For example, if we want a robot to carry a box from point A to point B, then if we just reward it for getting the box to point B as fast as possible, then if there's something in the path of the robot -- for example, there's a vase there -- then it will not have an incentive to go around the vase, it would just go right through the vase and break it just to get to point B as fast as possible, and this is an issue because our specification did not include a term for the state of the vase. So, when data is just optimizing for this reward that's all about the box, then it doesn't have an incentive to avoid disruptions to the environment.

Ariel: So I want to interrupt with a quick question. These examples so far, we're obviously worried about them with a technology as powerful as AGI, but they're also things that apply today. As you mentioned, Goodhart’s Law doesn't even just apply to AI. What progress has been made so far? Are we seeing progress already in addressing some of these issues?
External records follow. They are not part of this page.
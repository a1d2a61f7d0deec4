use comfy_table::modifiers::UTF8_ROUND_CORNERS;
use comfy_table::presets::UTF8_FULL;
use comfy_table::{Cell, Color as TableColor, ContentArrangement, Table};

use crate::builds::BuildStatus;

/// Table and cell creation helpers
pub fn create_table() -> Table {
    let mut table = Table::new();
    table
        .load_preset(UTF8_FULL)
        .apply_modifier(UTF8_ROUND_CORNERS)
        .set_content_arrangement(ContentArrangement::Dynamic);
    table
}

pub fn status_cell(status: BuildStatus) -> Cell {
    let cell = Cell::new(status.to_string());
    match status {
        BuildStatus::Passed => cell.fg(TableColor::Green),
        BuildStatus::Failed => cell.fg(TableColor::Red),
        BuildStatus::Running => cell.fg(TableColor::Yellow),
        BuildStatus::Queued => cell.fg(TableColor::DarkGrey),
    }
}

pub fn format_duration(seconds: Option<i64>) -> String {
    match seconds {
        Some(total) if total >= 3600 => {
            format!("{}h {:02}m {:02}s", total / 3600, (total % 3600) / 60, total % 60)
        }
        Some(total) if total >= 60 => format!("{}m {:02}s", total / 60, total % 60),
        Some(total) => format!("{total}s"),
        None => "-".to_string(),
    }
}

#[cfg(test)]
mod tests {
    use super::*;

    #[test]
    fn test_format_duration() {
        assert_eq!(format_duration(None), "-");
        assert_eq!(format_duration(Some(42)), "42s");
        assert_eq!(format_duration(Some(125)), "2m 05s");
        assert_eq!(format_duration(Some(3_725)), "1h 02m 05s");
    }
}
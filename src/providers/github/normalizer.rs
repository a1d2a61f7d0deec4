use log::debug;
use serde_json::Value;

use crate::providers::payload::{last_entry, str_at, string_at};
use crate::providers::{PendingExtract, PendingLookup, ProviderExtract, ProviderNormalizer};

/// Normalizes GitHub webhook payloads.
///
/// Three payload shapes are recognized, checked in this order:
/// - a commit (`sha` at the top level), carrying both avatars and the committer name
/// - a push (`head_commit`), where the author avatar may need a profile lookup
/// - a pull request (`pull_request`), where the display name needs a profile lookup
pub struct GitHubNormalizer;

impl ProviderNormalizer for GitHubNormalizer {
    fn extract(&self, payload: &Value) -> PendingExtract {
        let commit_message = commit_message(payload);

        if str_at(payload, "/sha").is_some() {
            return ProviderExtract {
                display_name: string_at(payload, "/commit/committer/name"),
                commit_message,
                author_avatar_url: string_at(payload, "/author/avatar_url"),
                committer_avatar_url: string_at(payload, "/committer/avatar_url"),
                ..Default::default()
            }
            .into();
        }

        if let Some(head_commit) = payload.get("head_commit").filter(|v| v.is_object()) {
            return push_extract(payload, head_commit, commit_message);
        }

        if payload.get("pull_request").is_some_and(Value::is_object) {
            let sender_avatar = string_at(payload, "/sender/avatar_url");
            return PendingExtract {
                extract: ProviderExtract {
                    commit_message,
                    author_avatar_url: sender_avatar.clone(),
                    committer_avatar_url: sender_avatar,
                    ..Default::default()
                },
                lookup: string_at(payload, "/sender/login")
                    .map(|username| PendingLookup::DisplayName { username }),
            };
        }

        debug!("GitHub payload has no commit, push or pull request shape");
        ProviderExtract {
            commit_message,
            ..Default::default()
        }
        .into()
    }
}

fn commit_message(payload: &Value) -> Option<String> {
    string_at(payload, "/commit/message")
        .or_else(|| last_entry(payload, "/commits").and_then(|c| string_at(c, "/message")))
        .or_else(|| string_at(payload, "/pull_request/title"))
        .or_else(|| string_at(payload, "/head_commit/message"))
}

/// Push events only carry the sender's avatar. When the head commit was
/// authored by someone other than its committer, the author's avatar has to
/// be looked up. Without an author username the author avatar stays unset.
fn push_extract(payload: &Value, head_commit: &Value, commit_message: Option<String>) -> PendingExtract {
    let committer_avatar = string_at(payload, "/sender/avatar_url");
    let author = str_at(head_commit, "/author/username");
    let committer = str_at(head_commit, "/committer/username");

    let (author_avatar_url, lookup) = match (author, committer) {
        (Some(author), Some(committer)) if author == committer => (committer_avatar.clone(), None),
        (Some(author), _) => {
            let lookup = PendingLookup::AuthorAvatar {
                username: author.to_string(),
            };
            (None, Some(lookup))
        }
        (None, _) => (None, None),
    };

    PendingExtract {
        extract: ProviderExtract {
            display_name: string_at(head_commit, "/author/name"),
            commit_message,
            author_avatar_url,
            committer_avatar_url: committer_avatar,
            ..Default::default()
        },
        lookup,
    }
}
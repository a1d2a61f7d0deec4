use chrono::{DateTime, Utc};
use serde_json::Value;

use crate::error::{BuildLensError, Result};
use crate::providers::payload::{first_str, last_entry, parse_timestamp, str_at, string_at};

use super::types::RawIngestionRecord;

const TAG_REF_PREFIX: &str = "refs/tags/";

/// Where a commit sha can live, in priority order. First hit wins.
const COMMIT_SHA_CANDIDATES: &[&str] = &[
    // GitHub pull_request event
    "/pull_request/head/sha",
    // GitHub/Gogs push event
    "/after",
    // GitHub commit payload
    "/sha",
    // GitLab merge_request event
    "/object_attributes/last_commit/id",
    // Bitbucket push
    "/push/changes/0/commits/0/hash",
    // Bitbucket pull request
    "/pullrequest/source/commit/hash",
    "/pull_request/source/commit/hash",
    "/commit/id",
];

/// Provider-independent identity of a build, computed once per record.
#[derive(Debug, Clone, PartialEq, Eq)]
pub struct IdentityFields {
    pub id: u64,
    pub pr: Option<u64>,
    pub repository_name: String,
    pub branch: Option<String>,
    pub commit_sha: Option<String>,
    pub tag: Option<String>,
    pub commit_date: Option<DateTime<Utc>>,
}

impl IdentityFields {
    /// Extracts identity fields from a record and its payload.
    ///
    /// # Errors
    ///
    /// Returns `MalformedPayload` when neither the record nor the payload names
    /// the repository.
    pub fn extract(record: &RawIngestionRecord) -> Result<Self> {
        let payload = &record.data;

        let repository_name = repository_name(record)
            .ok_or_else(|| BuildLensError::malformed(record.id, "missing repository identity"))?;

        Ok(Self {
            id: record.id,
            pr: record.pr,
            repository_name,
            branch: record.branch.clone().filter(|b| !b.is_empty()),
            commit_sha: commit_sha(payload),
            tag: tag(payload),
            commit_date: commit_date(payload),
        })
    }
}

fn repository_name(record: &RawIngestionRecord) -> Option<String> {
    record
        .repository
        .as_ref()
        .and_then(|repo| repo.full_name.clone())
        .filter(|name| !name.is_empty())
        .or_else(|| string_at(&record.data, "/repository/full_name"))
}

fn commit_sha(payload: &Value) -> Option<String> {
    first_str(payload, COMMIT_SHA_CANDIDATES).map(ToString::to_string)
}

fn tag(payload: &Value) -> Option<String> {
    str_at(payload, "/ref")
        .and_then(|git_ref| git_ref.strip_prefix(TAG_REF_PREFIX))
        .filter(|tag| !tag.is_empty())
        .map(ToString::to_string)
}

fn commit_date(payload: &Value) -> Option<DateTime<Utc>> {
    str_at(payload, "/pull_request/updated_at")
        .or_else(|| str_at(payload, "/commit/author/date"))
        .or_else(|| last_entry(payload, "/commits").and_then(|c| str_at(c, "/timestamp")))
        .or_else(|| str_at(payload, "/head_commit/timestamp"))
        .and_then(parse_timestamp)
}
use std::fmt::Display;

use console::{style, StyledObject};

/// Terminal tones used across the feed output.
#[derive(Debug, Clone, Copy, PartialEq, Eq)]
pub enum Tone {
    /// Banner title
    Brand,
    /// Section headings
    Heading,
    /// Work in progress
    Pending,
    /// Completed work
    Done,
    /// Failures and omitted records
    Alert,
    /// Secondary details
    Muted,
}

pub fn paint(tone: Tone, text: impl Display) -> StyledObject<String> {
    let styled = style(text.to_string());
    match tone {
        Tone::Brand => styled.magenta().bold(),
        Tone::Heading => styled.bright().underlined(),
        Tone::Pending => styled.bright().yellow(),
        Tone::Done => styled.bright().green(),
        Tone::Alert => styled.bright().red(),
        Tone::Muted => styled.dim(),
    }
}
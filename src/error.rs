use thiserror::Error;

#[derive(Error, Debug)]
pub enum BuildLensError {
    #[error("API request failed with status {status}: {message}")]
    Api { status: u16, message: String },

    #[error("Network error: {0}")]
    Network(#[from] reqwest::Error),

    #[error("Build {record_id}: unsupported provider `{provider}`")]
    UnsupportedProvider { record_id: u64, provider: String },

    #[error("{}: malformed payload ({reason})", record_label(.record_id))]
    MalformedPayload {
        record_id: Option<u64>,
        reason: String,
    },

    #[error("Invalid configuration: {0}")]
    Config(String),

    #[error("JSON serialization error: {0}")]
    Json(#[from] serde_json::Error),

    #[error("IO error: {0}")]
    Io(#[from] std::io::Error),
}

impl BuildLensError {
    /// Whether the error came from the HTTP layer rather than from the data.
    pub fn is_transport(&self) -> bool {
        matches!(self, Self::Api { .. } | Self::Network(_))
    }

    pub(crate) fn malformed(record_id: u64, reason: impl Into<String>) -> Self {
        Self::MalformedPayload {
            record_id: Some(record_id),
            reason: reason.into(),
        }
    }
}

fn record_label(record_id: &Option<u64>) -> String {
    match record_id {
        Some(id) => format!("Build {id}"),
        None => "Build record".to_string(),
    }
}

pub type Result<T> = std::result::Result<T, BuildLensError>;

#[cfg(test)]
mod tests {
    use super::*;

    #[test]
    fn test_transport_classification() {
        let api = BuildLensError::Api {
            status: 502,
            message: "bad gateway".to_string(),
        };
        assert!(api.is_transport());

        let unsupported = BuildLensError::UnsupportedProvider {
            record_id: 7,
            provider: "gogs".to_string(),
        };
        assert!(!unsupported.is_transport());
        assert!(!BuildLensError::malformed(7, "missing jobs").is_transport());
    }

    #[test]
    fn test_error_messages_name_the_record() {
        let err = BuildLensError::malformed(42, "missing jobs array");
        assert_eq!(
            err.to_string(),
            "Build 42: malformed payload (missing jobs array)"
        );

        let err = BuildLensError::UnsupportedProvider {
            record_id: 3,
            provider: "gitlab".to_string(),
        };
        assert_eq!(err.to_string(), "Build 3: unsupported provider `gitlab`");

        let err = BuildLensError::MalformedPayload {
            record_id: None,
            reason: "missing id".to_string(),
        };
        assert_eq!(err.to_string(), "Build record: malformed payload (missing id)");
    }
}
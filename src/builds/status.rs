use super::types::{BuildStatus, Job, JobStatus};

/// Derives a build's status from its jobs.
///
/// Rules are applied in a fixed order and the last one that matches wins:
/// 1. `queued` by default
/// 2. `running` if any job is running
/// 3. `failed` if any job failed
/// 4. `passed` if every job succeeded (and there is at least one job)
///
/// So `{failed, running}` is `failed`, and an empty job list stays `queued`.
pub fn aggregate_status(jobs: &[Job]) -> BuildStatus {
    let mut status = BuildStatus::Queued;

    if jobs.iter().any(|job| job.status == JobStatus::Running) {
        status = BuildStatus::Running;
    }

    if jobs.iter().any(|job| job.status == JobStatus::Failed) {
        status = BuildStatus::Failed;
    }

    if !jobs.is_empty() && jobs.iter().all(|job| job.status == JobStatus::Success) {
        status = BuildStatus::Passed;
    }

    status
}
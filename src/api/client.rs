use async_trait::async_trait;
use log::debug;
use reqwest::Client;
use serde::Deserialize;
use serde_json::Value;
use url::Url;

use crate::auth::Token;
use crate::builds::{BuildSource, PageRequest};
use crate::error::Result;
use crate::http::{build_client, decode_json, parse_base_url, with_segments};

/// Client for the builds API that stores raw ingestion records.
#[derive(Clone)]
pub struct ApiClient {
    client: Client,
    base_url: Url,
}

/// Envelope of every builds API response.
#[derive(Deserialize)]
struct BuildsResponse {
    #[serde(default)]
    data: Option<Vec<Value>>,
}

impl ApiClient {
    /// Create a new builds API client.
    ///
    /// # Arguments
    ///
    /// * `base_url` - API root (e.g., "http://localhost:6500/api")
    /// * `token` - Optional bearer token
    ///
    /// # Errors
    ///
    /// Returns a configuration error if the URL or token is invalid.
    pub fn new(base_url: &str, token: Option<Token>) -> Result<Self> {
        let client = build_client("application/json", token.as_ref())?;
        let base_url = parse_base_url(base_url)?;

        Ok(Self { client, base_url })
    }

    fn page_url(&self, request: &PageRequest) -> Result<Url> {
        with_segments(
            &self.base_url,
            [
                "builds".to_string(),
                "limit".to_string(),
                request.limit.to_string(),
                "offset".to_string(),
                request.offset.to_string(),
                request.filter.as_str().to_string(),
                request.user_id.to_string(),
            ],
        )
    }

    /// Fetch one page of raw records from
    /// `GET /builds/limit/{limit}/offset/{offset}/{filter}/{userId}`.
    ///
    /// A response without a `data` array is treated as an empty page.
    pub async fn fetch_builds(&self, request: &PageRequest) -> Result<Vec<Value>> {
        let url = self.page_url(request)?;
        debug!("GET {url}");

        let response = self.client.get(url).send().await?;
        let body: BuildsResponse = decode_json(response).await?;

        Ok(body.data.unwrap_or_default())
    }
}

#[async_trait]
impl BuildSource for ApiClient {
    async fn fetch_page(&self, request: &PageRequest) -> Result<Vec<Value>> {
        self.fetch_builds(request).await
    }
}
use std::fmt;

/// Bearer token for the builds API or the GitHub API.
///
/// The `Debug` output is redacted so tokens never end up in logs.
#[derive(Clone, PartialEq, Eq)]
pub struct Token(String);

impl Token {
    pub fn as_str(&self) -> &str {
        &self.0
    }
}

impl From<&str> for Token {
    fn from(value: &str) -> Self {
        Self(value.to_string())
    }
}

impl From<String> for Token {
    fn from(value: String) -> Self {
        Self(value)
    }
}

impl fmt::Debug for Token {
    fn fmt(&self, f: &mut fmt::Formatter<'_>) -> fmt::Result {
        f.write_str("Token(***)")
    }
}
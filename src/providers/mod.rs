//! Provider-specific payload normalization.
//!
//! Each supported provider implements [`ProviderNormalizer`]. Extraction is
//! synchronous and may leave behind a [`PendingLookup`] that the enrichment
//! phase resolves over the network.

mod bitbucket;
pub mod enrichment;
pub mod github;
pub mod payload;

use chrono::{DateTime, Utc};
use serde_json::Value;

use crate::builds::types::{Provider, RawIngestionRecord};
use crate::error::{BuildLensError, Result};

pub use bitbucket::BitbucketNormalizer;
pub use github::GitHubNormalizer;

/// Provider-derived decoration for a build.
#[derive(Debug, Clone, Default, PartialEq, Eq)]
pub struct ProviderExtract {
    pub display_name: Option<String>,
    pub commit_message: Option<String>,
    pub author_avatar_url: Option<String>,
    pub committer_avatar_url: Option<String>,
    /// Overrides the commit date derived from the shared identity fields.
    pub commit_date: Option<DateTime<Utc>>,
}

/// A secondary profile lookup that would complete an extract.
#[derive(Debug, Clone, PartialEq, Eq)]
pub enum PendingLookup {
    /// Fetch the commit author's avatar.
    AuthorAvatar { username: String },
    /// Fetch the display name of the user who opened the pull request.
    DisplayName { username: String },
}

impl PendingLookup {
    pub fn username(&self) -> &str {
        match self {
            Self::AuthorAvatar { username } | Self::DisplayName { username } => username,
        }
    }
}

/// Output of the synchronous extraction phase.
#[derive(Debug, Clone, Default, PartialEq, Eq)]
pub struct PendingExtract {
    pub extract: ProviderExtract,
    pub lookup: Option<PendingLookup>,
}

impl From<ProviderExtract> for PendingExtract {
    fn from(extract: ProviderExtract) -> Self {
        Self {
            extract,
            lookup: None,
        }
    }
}

pub trait ProviderNormalizer: Send + Sync {
    fn extract(&self, payload: &Value) -> PendingExtract;
}

/// The normalizer for a provider, or `None` when the provider is not supported.
pub fn normalizer_for(provider: Provider) -> Option<&'static dyn ProviderNormalizer> {
    match provider {
        Provider::GitHub => Some(&GitHubNormalizer),
        Provider::Bitbucket => Some(&BitbucketNormalizer),
        Provider::GitLab | Provider::Gogs => None,
    }
}

/// Resolves the provider of a record and its normalizer.
///
/// # Errors
///
/// - `MalformedPayload` if the record carries no provider tag
/// - `UnsupportedProvider` if the tag is unknown or has no normalizer
pub fn resolve(
    record: &RawIngestionRecord,
) -> Result<(Provider, &'static dyn ProviderNormalizer)> {
    let tag = record
        .provider_tag()
        .ok_or_else(|| BuildLensError::malformed(record.id, "missing provider tag"))?;

    let unsupported = || BuildLensError::UnsupportedProvider {
        record_id: record.id,
        provider: tag.to_string(),
    };

    let provider = Provider::from_tag(tag).ok_or_else(unsupported)?;
    let normalizer = normalizer_for(provider).ok_or_else(unsupported)?;

    Ok((provider, normalizer))
}

#[cfg(test)]
mod tests {
    use super::*;
    use serde_json::json;

    fn record_with_provider(tag: &str) -> RawIngestionRecord {
        RawIngestionRecord::from_value(json!({
            "id": 4,
            "repository": { "full_name": "a/b", "repository_provider": tag },
            "jobs": [],
        }))
        .unwrap()
    }

    #[test]
    fn test_supported_providers_resolve() {
        let (provider, _) = resolve(&record_with_provider("github")).unwrap();
        assert_eq!(provider, Provider::GitHub);

        let (provider, _) = resolve(&record_with_provider("bitbucket")).unwrap();
        assert_eq!(provider, Provider::Bitbucket);
    }

    #[test]
    fn test_gitlab_and_gogs_are_unsupported() {
        for tag in ["gitlab", "gogs"] {
            let err = resolve(&record_with_provider(tag)).err().unwrap();
            match err {
                BuildLensError::UnsupportedProvider {
                    record_id,
                    provider,
                } => {
                    assert_eq!(record_id, 4);
                    assert_eq!(provider, tag);
                }
                other => panic!("expected unsupported provider, got {other:?}"),
            }
        }
    }

    #[test]
    fn test_unknown_tag_is_unsupported() {
        let err = resolve(&record_with_provider("sourcehut")).err().unwrap();
        assert!(matches!(err, BuildLensError::UnsupportedProvider { .. }));
    }

    #[test]
    fn test_missing_tag_is_malformed() {
        let record = RawIngestionRecord::from_value(json!({ "id": 4, "jobs": [] })).unwrap();
        let err = resolve(&record).err().unwrap();
        assert!(matches!(err, BuildLensError::MalformedPayload { .. }));
    }
}
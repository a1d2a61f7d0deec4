mod client;

pub use client::ApiClient;
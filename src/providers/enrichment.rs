use async_trait::async_trait;
use log::{debug, warn};

use crate::error::Result;

use super::{PendingExtract, PendingLookup, ProviderExtract};

/// Public profile of a provider user.
#[derive(Debug, Clone, Default, PartialEq, Eq)]
pub struct UserProfile {
    pub display_name: Option<String>,
    pub avatar_url: Option<String>,
}

/// Source of user profiles for best-effort enrichment.
#[async_trait]
pub trait ProfileLookup: Send + Sync {
    async fn fetch_profile(&self, username: &str) -> Result<UserProfile>;
}

/// Resolves the pending lookup of an extract, if any.
///
/// Lookup failures are logged and leave the dependent field unset. They are
/// never retried and never fail the build. With no `lookup` configured the
/// extract is returned as-is.
pub async fn complete(pending: PendingExtract, lookup: Option<&dyn ProfileLookup>) -> ProviderExtract {
    let PendingExtract { extract, lookup: request } = pending;

    let Some(request) = request else {
        return extract;
    };

    let Some(lookup) = lookup else {
        debug!("Enrichment disabled, skipping profile lookup for {}", request.username());
        return extract;
    };

    let profile = match lookup.fetch_profile(request.username()).await {
        Ok(profile) => profile,
        Err(e) => {
            warn!("Profile lookup for {} failed: {e}", request.username());
            return extract;
        }
    };

    match request {
        PendingLookup::AuthorAvatar { .. } => ProviderExtract {
            author_avatar_url: profile.avatar_url,
            ..extract
        },
        PendingLookup::DisplayName { .. } => ProviderExtract {
            display_name: profile.display_name,
            ..extract
        },
    }
}

#[cfg(test)]
pub(crate) mod tests {
    use super::*;
    use crate::error::BuildLensError;
    use std::collections::HashMap;
    use std::sync::atomic::{AtomicUsize, Ordering};

    /// In-memory profile source that counts calls and fails for unknown users.
    #[derive(Default)]
    pub(crate) struct StubLookup {
        pub profiles: HashMap<String, UserProfile>,
        pub calls: AtomicUsize,
    }

    impl StubLookup {
        pub(crate) fn with(username: &str, name: &str, avatar: &str) -> Self {
            let mut profiles = HashMap::new();
            profiles.insert(
                username.to_string(),
                UserProfile {
                    display_name: Some(name.to_string()),
                    avatar_url: Some(avatar.to_string()),
                },
            );
            Self {
                profiles,
                calls: AtomicUsize::new(0),
            }
        }

        pub(crate) fn calls(&self) -> usize {
            self.calls.load(Ordering::SeqCst)
        }
    }

    #[async_trait]
    impl ProfileLookup for StubLookup {
        async fn fetch_profile(&self, username: &str) -> Result<UserProfile> {
            self.calls.fetch_add(1, Ordering::SeqCst);
            self.profiles
                .get(username)
                .cloned()
                .ok_or_else(|| BuildLensError::Api {
                    status: 404,
                    message: "Not Found".to_string(),
                })
        }
    }

    fn pending(lookup: Option<PendingLookup>) -> PendingExtract {
        PendingExtract {
            extract: ProviderExtract {
                commit_message: Some("fix tests".to_string()),
                committer_avatar_url: Some("https://avatars/committer".to_string()),
                ..Default::default()
            },
            lookup,
        }
    }

    #[tokio::test]
    async fn test_no_pending_lookup_makes_no_call() {
        let stub = StubLookup::default();
        let extract = complete(pending(None), Some(&stub)).await;

        assert_eq!(stub.calls(), 0);
        assert_eq!(extract.commit_message.as_deref(), Some("fix tests"));
    }

    #[tokio::test]
    async fn test_author_avatar_lookup_fills_only_avatar() {
        let stub = StubLookup::with("octocat", "The Octocat", "https://avatars/octocat");
        let request = PendingLookup::AuthorAvatar {
            username: "octocat".to_string(),
        };

        let extract = complete(pending(Some(request)), Some(&stub)).await;

        assert_eq!(stub.calls(), 1);
        assert_eq!(extract.author_avatar_url.as_deref(), Some("https://avatars/octocat"));
        assert_eq!(extract.display_name, None);
        assert_eq!(extract.committer_avatar_url.as_deref(), Some("https://avatars/committer"));
    }

    #[tokio::test]
    async fn test_display_name_lookup_fills_only_name() {
        let stub = StubLookup::with("octocat", "The Octocat", "https://avatars/octocat");
        let request = PendingLookup::DisplayName {
            username: "octocat".to_string(),
        };

        let extract = complete(pending(Some(request)), Some(&stub)).await;

        assert_eq!(extract.display_name.as_deref(), Some("The Octocat"));
        assert_eq!(extract.author_avatar_url, None);
    }

    #[tokio::test]
    async fn test_failed_lookup_leaves_field_unset() {
        let stub = StubLookup::default();
        let request = PendingLookup::AuthorAvatar {
            username: "ghost".to_string(),
        };

        let extract = complete(pending(Some(request)), Some(&stub)).await;

        assert_eq!(stub.calls(), 1);
        assert_eq!(extract.author_avatar_url, None);
        assert_eq!(extract.commit_message.as_deref(), Some("fix tests"));
    }

    #[tokio::test]
    async fn test_disabled_enrichment_skips_lookup() {
        let request = PendingLookup::DisplayName {
            username: "octocat".to_string(),
        };

        let extract = complete(pending(Some(request)), None).await;

        assert_eq!(extract.display_name, None);
    }
}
Victoria: We haven't seen so much progress in addressing these questions in a very general sort of way, because when you're building a narrow AI system, then you can often get away with a sort of trial and error approach where you run it and maybe it does something stupid, finds some degenerate solution, then you tweak your reward function, you run it again and maybe it finds a different degenerate solution and then so on and so forth until you arrive at some reward function that doesn't lead to obvious failure cases like that. For many narrow systems and narrow applications where you can sort of foresee all the ways in which things can go wrong, and just penalize all those ways or build a reward function that avoids all of those failure modes, then there isn't so much need to find a general solution to these problems. While as we get closer to general intelligence, there will be more need for more principled and more general approaches to these problems.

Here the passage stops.